On Day 2, students engaged in a blend of academic sessions, an online exam, a mock project presentation, and a visit to Sentosa Island. They delved into Neural Networks, with a particular focus on CNN architecture for image data and the application of pre-trained models. The session covered specialized CNN architectures such as VGG and YOLO, which are utilized for image classification and object detection. Additionally, RNN architecture for sequential data and the ResNet model were introduced. Practical exercises involved working with image data and applying CNNs for Traffic Sign Classification, providing students with hands-on experience in these techniques.
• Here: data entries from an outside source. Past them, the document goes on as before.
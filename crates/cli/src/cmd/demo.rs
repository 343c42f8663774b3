//! Demo command implementation.
//!
//! Registers a handful of sample process variables into a namespace and
//! dumps it, mainly to show what embedding the registry looks like.

use std::sync::Arc;
use std::time::Instant;

use varexport_core::exporter::directory;
use varexport_core::value::{Value, ValueMap};
use varexport_core::variable::{ExportSpec, ManagedVariable, SupplierVariable};

use crate::{DemoArgs, OutputFormat};

pub fn run(args: &DemoArgs) {
    let exporter = directory::for_namespace(&args.namespace);
    exporter.include_in_global();

    let counter = match ManagedVariable::builder("demo-counter")
        .doc("number of demo iterations completed")
        .value(Value::Int(0))
        .build()
    {
        Ok(v) => Arc::new(v),
        Err(e) => {
            eprintln!("Error building variable: {}", e);
            std::process::exit(1);
        }
    };
    exporter.export(counter.clone());
    counter.set(Value::Int(3));

    let started = Instant::now();
    register_supplier(
        &exporter,
        SupplierVariable::builder("uptime-ms")
            .doc("milliseconds since the demo started")
            .reads(move || Value::Int(started.elapsed().as_millis() as i64)),
    );
    register_supplier(
        &exporter,
        SupplierVariable::builder("os").reads(|| Value::Str(std::env::consts::OS.into())),
    );
    register_supplier(
        &exporter,
        SupplierVariable::builder("build-info")
            .doc("compile-time build details")
            .expand(true)
            .reads(|| {
                let mut m = ValueMap::new();
                m.insert("arch".into(), Value::Str(std::env::consts::ARCH.into()));
                m.insert("os".into(), Value::Str(std::env::consts::OS.into()));
                m.insert("core-version".into(), Value::Str(varexport_core::version().into()));
                Value::Map(m)
            }),
    );

    // A cached accessor: repeated dumps within a second reuse the first read.
    let mut spec = ExportSpec::new(
        "pid",
        Box::new(|| Ok(Value::Int(i64::from(std::process::id())))),
    );
    spec.doc = "process id".into();
    spec.cache_timeout_ms = 1000;
    if let Err(e) = exporter.export_spec(spec) {
        eprintln!("Error exporting variable: {}", e);
        std::process::exit(1);
    }
    tracing::debug!(namespace = %args.namespace, "registered demo variables");

    let rendered = match args.output {
        OutputFormat::Lines => exporter.dump_to_string(args.doc),
        OutputFormat::Object => exporter.dump_json_to_string(),
        OutputFormat::Json => return print_strict_json(&exporter),
    };
    match rendered {
        Ok(text) => print!("{}", ensure_trailing_newline(text)),
        Err(e) => {
            eprintln!("Error dumping namespace '{}': {}", args.namespace, e);
            std::process::exit(1);
        }
    }
}

fn register_supplier(
    exporter: &varexport_core::exporter::VarExporter,
    builder: varexport_core::variable::SupplierBuilder,
) {
    match builder.build() {
        Ok(v) => exporter.export(Arc::new(v)),
        Err(e) => {
            eprintln!("Error building variable: {}", e);
            std::process::exit(1);
        }
    }
}

fn print_strict_json(exporter: &varexport_core::exporter::VarExporter) {
    let mut object = serde_json::Map::new();
    let mut failure = None;
    exporter.visit_variables(|var| {
        if failure.is_some() {
            return;
        }
        match var.value() {
            Ok(value) => match serde_json::to_value(&value) {
                Ok(json) => {
                    object.insert(var.name().to_string(), json);
                }
                Err(e) => failure = Some(e.to_string()),
            },
            Err(e) => failure = Some(e.to_string()),
        }
    });
    if let Some(message) = failure {
        eprintln!("Error dumping namespace: {}", message);
        std::process::exit(1);
    }
    match serde_json::to_string_pretty(&object) {
        Ok(text) => println!("{}", text),
        Err(e) => {
            eprintln!("Error serializing output: {}", e);
            std::process::exit(1);
        }
    }
}

fn ensure_trailing_newline(mut text: String) -> String {
    if !text.is_empty() && !text.ends_with('\n') {
        text.push('\n');
    }
    text
}
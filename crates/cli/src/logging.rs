use tracing_subscriber::filter::{EnvFilter, LevelFilter};
use tracing_subscriber::fmt;
use tracing_subscriber::prelude::*;

pub fn init(level: &str) {
    let default_level = parse_level(level).unwrap_or(LevelFilter::WARN);

    let filter =
        EnvFilter::builder().with_default_directive(default_level.into()).from_env_lossy();

    let layer = fmt::layer()
        .with_writer(std::io::stderr)
        .with_ansi(true)
        .with_target(false)
        .with_filter(filter);

    tracing_subscriber::registry().with(layer).init();
}

fn parse_level(s: &str) -> Option<LevelFilter> {
    match s.to_lowercase().as_str() {
        "error" => Some(LevelFilter::ERROR),
        "warn" => Some(LevelFilter::WARN),
        "info" => Some(LevelFilter::INFO),
        "debug" => Some(LevelFilter::DEBUG),
        "trace" => Some(LevelFilter::TRACE),
        _ => None,
    }
}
On Day 3, students engaged in a blend of classroom sessions, an online exam, and team-based project discussions with a professor from NUS. In class, they focused on optimizing pre-trained models for specific business applications. They explored techniques for adapting these models to different domains, including adding new layers to capture domain-specific features and fine-tuning existing layers to enhance performance on specialized tasks. The session covered effective fine-tuning methods, such as regularization strategies and adjusting learning rates, along with hyperparameter tuning techniques like beam search and Bayesian optimization. Ethical considerations, such as addressing bias, protecting privacy, and ensuring transparency, were also discussed. During practical exercises, students revisited previous projects to apply these advanced techniques, making them more relevant and impactful for business use cases.
On Day 4, the students immersed themselves in a world of adventure and imagination,
On Day 5, our students presented their projects to NUS professors. Each team was evaluated and graded by the professors, who also provided valuable suggestions. The students demonstrated their developed projects and received insightful feedback. The valedictory ceremony followed, where certificates were awarded by NUS.